## Dataset records
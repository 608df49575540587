//! CCNx message model: Interest, Content Object, Interest Return.

use serde::{Deserialize, Serialize};

use crate::name::Name;

/// Current protocol version. Carried in the fixed header and the portal handshake.
pub const PROTOCOL_VERSION: u8 = 1;

/// Request for one object matching `name`.
#[derive(Debug, Clone, PartialEq, Eq, Serialize, Deserialize)]
pub struct Interest {
    pub name: Name,
}

impl Interest {
    pub fn new(name: Name) -> Self {
        Self { name }
    }
}

/// Data reply to an Interest.
#[derive(Debug, Clone, PartialEq, Eq, Serialize, Deserialize)]
pub struct ContentObject {
    pub name: Name,
    /// Highest valid chunk index of the logical object. None: this object is the last one.
    pub final_chunk: Option<u64>,
    pub payload: Vec<u8>,
}

impl ContentObject {
    /// Chunk number carried in the object's own name.
    pub fn chunk_number(&self) -> Option<u64> {
        self.name.chunk_number()
    }

    /// Final chunk index; a missing marker reads as 0 so any chunk counts as the last.
    pub fn final_chunk_number(&self) -> u64 {
        self.final_chunk.unwrap_or(0)
    }

    pub fn payload_size(&self) -> usize {
        self.payload.len()
    }
}

/// Why a forwarder handed an Interest back.
#[derive(Debug, Clone, Copy, PartialEq, Eq, Serialize, Deserialize)]
pub enum ReturnCode {
    NoRoute,
    HopLimitExceeded,
    NoResources,
    PathError,
    Prohibited,
    Congested,
    MtuTooLarge,
}

impl ReturnCode {
    pub fn as_u8(self) -> u8 {
        match self {
            ReturnCode::NoRoute => 1,
            ReturnCode::HopLimitExceeded => 2,
            ReturnCode::NoResources => 3,
            ReturnCode::PathError => 4,
            ReturnCode::Prohibited => 5,
            ReturnCode::Congested => 6,
            ReturnCode::MtuTooLarge => 7,
        }
    }
}

/// All wire message types. Bodies are bincode; the fixed header is in the wire module.
#[derive(Debug, Clone, PartialEq, Eq, Serialize, Deserialize)]
pub enum Message {
    Interest(Interest),
    ContentObject(ContentObject),
    InterestReturn { interest: Interest, code: ReturnCode },
}

impl Message {
    /// Packet type byte for the fixed header.
    pub fn packet_type(&self) -> u8 {
        match self {
            Message::Interest(_) => PACKET_TYPE_INTEREST,
            Message::ContentObject(_) => PACKET_TYPE_CONTENT_OBJECT,
            Message::InterestReturn { .. } => PACKET_TYPE_INTEREST_RETURN,
        }
    }

    pub fn is_content_object(&self) -> bool {
        matches!(self, Message::ContentObject(_))
    }

    /// Split into a content object or anything else.
    pub fn into_response(self) -> Response {
        match self {
            Message::ContentObject(co) => Response::ContentObject(co),
            other => Response::Other(other),
        }
    }
}

pub const PACKET_TYPE_INTEREST: u8 = 0;
pub const PACKET_TYPE_CONTENT_OBJECT: u8 = 1;
pub const PACKET_TYPE_INTEREST_RETURN: u8 = 2;

/// What a fetch can get back: the object it asked for, or some other message.
#[derive(Debug, Clone, PartialEq, Eq)]
pub enum Response {
    ContentObject(ContentObject),
    Other(Message),
}

#[cfg(test)]
mod tests {
    use super::*;
    use crate::name::{build_chunk_name, Name};

    fn object(chunk: u64, final_chunk: Option<u64>) -> ContentObject {
        let base = Name::parse_uri("ccnx:/ccnx/tutorial/fetch/movie.mpg").unwrap();
        ContentObject {
            name: build_chunk_name(&base, chunk, &[]),
            final_chunk,
            payload: vec![0u8; 10],
        }
    }

    #[test]
    fn content_object_accessors() {
        let co = object(4, Some(9));
        assert_eq!(co.chunk_number(), Some(4));
        assert_eq!(co.final_chunk_number(), 9);
        assert_eq!(co.payload_size(), 10);
    }

    #[test]
    fn missing_final_marker_reads_as_last() {
        let co = object(0, None);
        assert!(co.chunk_number().unwrap() >= co.final_chunk_number());
    }

    #[test]
    fn response_split() {
        let msg = Message::ContentObject(object(1, Some(2)));
        assert!(msg.is_content_object());
        assert!(matches!(msg.into_response(), Response::ContentObject(_)));

        let ret = Message::InterestReturn {
            interest: Interest::new(Name::new()),
            code: ReturnCode::NoRoute,
        };
        assert!(!ret.is_content_object());
        assert_eq!(ret.packet_type(), PACKET_TYPE_INTEREST_RETURN);
        assert!(matches!(ret.into_response(), Response::Other(_)));
    }
}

## What the task asks
Find the word "HopLimitExceeded" in the entries, then copy out every line that has it.

## Output below
    HopLimitExceeded,
            ReturnCode::HopLimitExceeded => 2,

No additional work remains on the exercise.